结构设计,特别是珠状结构,允许多机制协调强化和增韧,提高金属基复合材料(MMCs)的综合力学性能。采用冷冻铸造和挤压铸造相结合的方法制备了体积分数为20 % (TiB2p-TiBw)/2024Al的珠状结构复合材料,通过Ti和TiB2 (Ti + TiB2 → 2TiBw)的原位反应将TiB晶须(TiBw)引入复合材料中,显著降低了(TiB2p-TiBw)预制体的烧结温度。发现陶瓷层的引入抑制了富cu相的溶解,加速了Al基体的时效行为,缩短了峰值时效的持续时间。最佳时效条件为510 °C,时效2 h,时效160 °C,时效16 h,抗压强度为886.5 MPa,抗弯强度为709.8 MPa,裂纹扩展韧性为36.1 MPa.m1/2。优异的抗压和弯曲性能是由于珠状结构增加了基体的抗变形能力,改善了Al基体和陶瓷层之间的变形协同性。高抗损伤性能是由界面分层、裂纹偏转、多裂纹扩展、裂纹钝化和TiBw拉出等多种外部增韧机制所致。
Shear localization in ultralow wear of PEEK/UPE composites
Wei Sun, Tianci Chen, Tao Chen, Xiaojun Liu, Jiaxin Ye
doi:10.1016/j.compositesa.2024.108484
PEEK/UPE复合材料超低磨损的剪切局部化研究
Certain polytetrafluoroethylene (PTFE) composites can form a shear localization structure at the sliding interface by developing running and transfer films, thus achieving an ultralow wear rate of ∼10−7 mm/Nm. However, PTFE, as a per- and polyfluoroalkyl substance (PFAS), raises significant biological toxicity concerns in tribological applications. Based on the shear localization hypothesis, we propose replacing PTFE with ultrahigh-molecular-weight polyethylene (UPE) at the tribo-interface and utilizing PEEK/UPE composites as PFAS-free, ultralow-wear candidates. Wear tests demonstrate that PEEK/UPE composites offer superior anti-wear performance compared to traditional ultralow-wear composites under various conditions. Micromechanical measurements reveal enhanced mechanical properties of tribofilms, which resulted in the ultralow-wear shear localization at the PEEK/UPE tribo-interface. Surface analysis suggests that mechanochemically carboxylated UPE and PEEK polymers play a critical role in maintaining stable shear localization. Contact mechanics calculations further indicate that the robustness of the shear localization of PEEK/UPE composites is attributed to the higher van der Waals force of UPE against steel counterface than that of PTFE.
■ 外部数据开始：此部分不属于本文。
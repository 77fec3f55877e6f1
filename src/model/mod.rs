/*
Copyright 2021 Jakub Lewandowski

This file is part of Forcing Perturbation Generator (FPG).

Forcing Perturbation Generator (FPG) is a free software: you can redistribute it and/or modify
it under the terms of the GNU General Public License as published by
the Free Software Foundation; either version 3 of the License, or
(at your option) any later version.

Forcing Perturbation Generator (FPG) is distributed in the hope that it will be useful,
but WITHOUT ANY WARRANTY; without even the implied warranty of
MERCHANTABILITY or FITNESS FOR A PARTICULAR PURPOSE. See the
GNU General Public License for more details.

You should have received a copy of the GNU General Public License
along with Forcing Perturbation Generator (FPG). If not, see https://www.gnu.org/licenses/.
*/

//! Module containing the actual generator code.
//!
//! Variables are processed one after another. For each of them
//! the anomaly basis is built once from the reference window
//! and then every (year, member) pair of the requested target
//! years is synthesized as a separate job on the threadpool.
//! Jobs only share the read-only basis, so their order does not
//! affect the results.

pub mod basis;
pub mod configuration;
pub mod dataset;
pub mod manifest;
pub mod random;
pub mod synthesis;


use crate::{
    cli::Cli,
    errors::{ConfigError, ModelError, OutputError},
    model::{
        basis::AnomalyBasis,
        configuration::{Config, Variable},
        manifest::ManifestRecord,
        synthesis::SharedState,
    },
    ALLOCATOR,
};
use indicatif::{ProgressBar, ProgressStyle};
use log::{debug, error, info, warn};
use rayon::{ThreadPool, ThreadPoolBuilder};
use std::{
    fs,
    ops::RangeInclusive,
    path::Path,
    sync::{mpsc, Arc},
};

/// Outcome of a successful run.
#[derive(Copy, Clone, PartialEq, Eq, Debug, Default)]
pub struct RunSummary {
    pub variables: usize,
    pub files_written: usize,
}

/// Main generator function, responsible for all steps.
///
/// It reads the configuration, then builds the basis and
/// deploys member jobs for each variable in turn.
pub fn main(cli: &Cli) -> Result<RunSummary, ModelError> {
    info!("Preparing the generator core");

    let target_years = check_target_years(cli.begin_year, cli.end_year)?;
    let config = load_config(cli.config.as_deref())?;
    let model_core = Core::new(config)?;

    model_core.run(target_years)
}

/// Structure containing generator parameters.
#[derive(Debug)]
pub struct Core {
    pub config: Arc<Config>,
    pub threadpool: ThreadPool,
}

impl Core {
    /// Generator [`Core`] constructor.
    ///
    /// Sets the memory limit and spawns the threadpool
    /// requested in the configuration.
    pub fn new(config: Config) -> Result<Self, ModelError> {
        debug!("Setting memory limit");
        let limit = config.resources.memory.saturating_mul(1024 * 1024);
        ALLOCATOR
            .set_limit(limit)
            .map_err(|_| ConfigError::MemoryLimit)?;

        debug!("Setting up ThreadPool");
        let threadpool = ThreadPoolBuilder::new()
            .num_threads(config.resources.threads as usize)
            .stack_size(2 * 1024 * 1024)
            .build()?;

        Ok(Core {
            config: Arc::new(config),
            threadpool,
        })
    }

    /// Generates perturbations of all configured
    /// variables for years in `target_years`.
    pub fn run(&self, target_years: RangeInclusive<i32>) -> Result<RunSummary, ModelError> {
        let mut summary = RunSummary::default();
        let mut failures = vec![];

        for variable in &self.config.variables {
            info!("Processing variable {}", variable.name);

            match self.process_variable(variable, target_years.clone()) {
                Ok(files_written) => {
                    info!("Perturbations for {} complete", variable.name);
                    summary.variables += 1;
                    summary.files_written += files_written;
                }
                Err(err) if self.config.isolate_failures => {
                    error!(
                        "Perturbations for {} failed, continuing with remaining variables: {}",
                        variable.name, err
                    );
                    failures.push((variable.name.clone(), err));
                }
                Err(err) => return Err(err),
            }
        }

        if !failures.is_empty() {
            warn!(
                "{} of {} variables failed",
                failures.len(),
                self.config.variables.len()
            );
            for (name, err) in &failures {
                warn!("  {}: {}", name, err);
            }

            return Err(ModelError::VariablesFailed(failures));
        }

        info!("All perturbations complete");

        Ok(summary)
    }

    /// Builds the basis of one variable and synthesizes all its members.
    /// Returns the number of written files.
    ///
    /// Nothing is written when the basis cannot be built.
    fn process_variable(
        &self,
        variable: &Variable,
        target_years: RangeInclusive<i32>,
    ) -> Result<usize, ModelError> {
        let (basis, layout) = AnomalyBasis::from_reference_window(&self.config, variable)?;

        info!(
            "Anomaly basis of {} built from {} samples of {} gridpoints",
            variable.name,
            basis.sample_count(),
            basis.grid_size()
        );

        prepare_output_dir(&self.config.output.pert_dir)?;

        let shared = Arc::new(SharedState {
            config: Arc::clone(&self.config),
            variable: variable.clone(),
            basis,
            layout,
        });

        let members = self.config.ensemble.members;
        let jobs: Vec<(i32, u16)> = target_years
            .clone()
            .flat_map(|year| (1..=members).map(move |member| (year, member)))
            .collect();
        let jobs_count = jobs.len();

        // set progress bar for generated members
        let members_bar = ProgressBar::new(jobs_count as u64);
        members_bar.set_style(
            ProgressStyle::default_bar()
                .template("{prefix} [{elapsed_precise}] [{wide_bar:.cyan/blue}] {pos}/{len} {msg}")
                .progress_chars("#>-"),
        );
        members_bar.set_prefix(variable.name.clone());

        // deploy member jobs on to the threadpool
        let (tx, rx) = mpsc::channel();

        for (year, member) in jobs {
            let tx = tx.clone();
            let shared = Arc::clone(&shared);

            self.threadpool.spawn(move || {
                let result = synthesis::generate_member(&shared, year, member);
                // receiver lives until all jobs reported
                let _ = tx.send(result);
            });
        }

        drop(tx);

        // receive all results before reporting the first error,
        // so no job outlives this function
        let mut records: Vec<ManifestRecord> = Vec::with_capacity(jobs_count);
        let mut first_error: Option<OutputError> = None;

        for result in rx.iter().take(jobs_count) {
            match result {
                Ok(record) => records.push(record),
                Err(err) => {
                    error!("Member generation for {} failed: {}", variable.name, err);
                    first_error.get_or_insert(err);
                }
            }
            members_bar.inc(1);
        }

        if let Some(err) = first_error {
            members_bar.abandon_with_message("failed");
            return Err(err.into());
        }

        members_bar.finish_with_message("done");

        let files_written = records.len();

        if self.config.output.manifest {
            let manifest_path = self.config.manifest_file_path(
                variable,
                *target_years.start(),
                *target_years.end(),
            );
            debug!("Writing manifest to {}", manifest_path.display());
            manifest::save_manifest(&manifest_path, records)?;
        }

        Ok(files_written)
    }
}

/// Checks that target years form a non-empty range.
///
/// Target years do not need to lie in the reference window.
fn check_target_years(begin: i32, end: i32) -> Result<RangeInclusive<i32>, ModelError> {
    if begin > end {
        return Err(ModelError::TargetYears(
            "begin year cannot be later than end year",
        ));
    }

    Ok(begin..=end)
}

/// Reads configuration from `path` or uses
/// the defaults if no path is provided.
fn load_config(path: Option<&Path>) -> Result<Config, ConfigError> {
    match path {
        Some(path) => {
            debug!("Reading configuration from {}", path.display());
            Config::new_from_file(path)
        }
        None => {
            debug!("No configuration file provided, using defaults");
            let config = Config::default();
            config.check_bounds()?;
            Ok(config)
        }
    }
}

/// Creates the output directory (with parents) if it does not exist.
///
/// Called once per variable before any member is written.
fn prepare_output_dir(out_path: &Path) -> Result<(), OutputError> {
    if out_path.is_dir() {
        debug!("Output directory {} exists", out_path.display());
        return Ok(());
    }

    debug!(
        "Output directory {} does not exist so creating a new one",
        out_path.display()
    );
    fs::create_dir_all(out_path)
        .map_err(|err| OutputError::CantCreateDir(out_path.to_path_buf(), err))
}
某些聚四氟乙烯(PTFE)复合材料可以通过形成运行膜和转移膜在滑动界面形成剪切局部化结构,从而实现~ 10−7 mm/Nm的超低磨损率。然而,PTFE作为一种全氟和多氟烷基物质(PFAS),在摩擦学应用中引起了重大的生物毒性问题。基于剪切局部化假设,我们提出在摩擦界面用超高分子量聚乙烯(UPE)代替PTFE,并利用PEEK/UPE复合材料作为不含pfas的超低磨损候选材料。磨损试验表明,与传统的超低磨损复合材料相比,PEEK/UPE复合材料在各种条件下具有优越的抗磨性能。微观力学测量表明,摩擦膜的力学性能得到了增强,这导致了PEEK/UPE摩擦界面的超低磨损剪切局部化。表面分析表明,机械化学羧基化UPE和PEEK聚合物在保持剪切定位稳定方面起着关键作用。接触力学计算进一步表明,PEEK/UPE复合材料剪切局部化的鲁棒性归因于UPE对钢表面的范德华力高于PTFE。
Investigation of the effect of symmetrical hybrid stacking on drilling machinability of unidirectional CFRP, GFRP and hybrid composites: Drilling tests and damage analysis
Şakir Yazman, Lokman Gemi, Sezer Morkavuk, Uğur Köklü
doi:10.1016/j.compositesa.2024.108486
对称杂化堆垛对单向CFRP、GFRP及杂化复合材料钻削加工性能影响的研究:钻削试验与损伤分析
Fiber-reinforced plastics are undoubtedly superior to metals in many sectors due to their advantageous properties. Especially carbon fiber reinforced plastics (CFRP) and glass fiber reinforced plastics (GFRP) are widely used in industry. Although CFRP offers higher strength, its use is limited due to its high cost. However, with hybridisation, it is possible to produce composites that will provide sufficient strength at lower cost. The mechanical behaviour of hybrid composites may be different compared to glass or carbon composites, as well as the damage behaviour during machining. In this study, the influence of hybrid stacking in drilling hybrid composites was investigated. The results showed the hybrid stacking, especially the position of the carbon plate, has a significant impact on the force generation and damage formation in the drilling. Although stacking the carbon layer at bottom caused an increase in thrust forces, it reduced the damage formation at the hole exit.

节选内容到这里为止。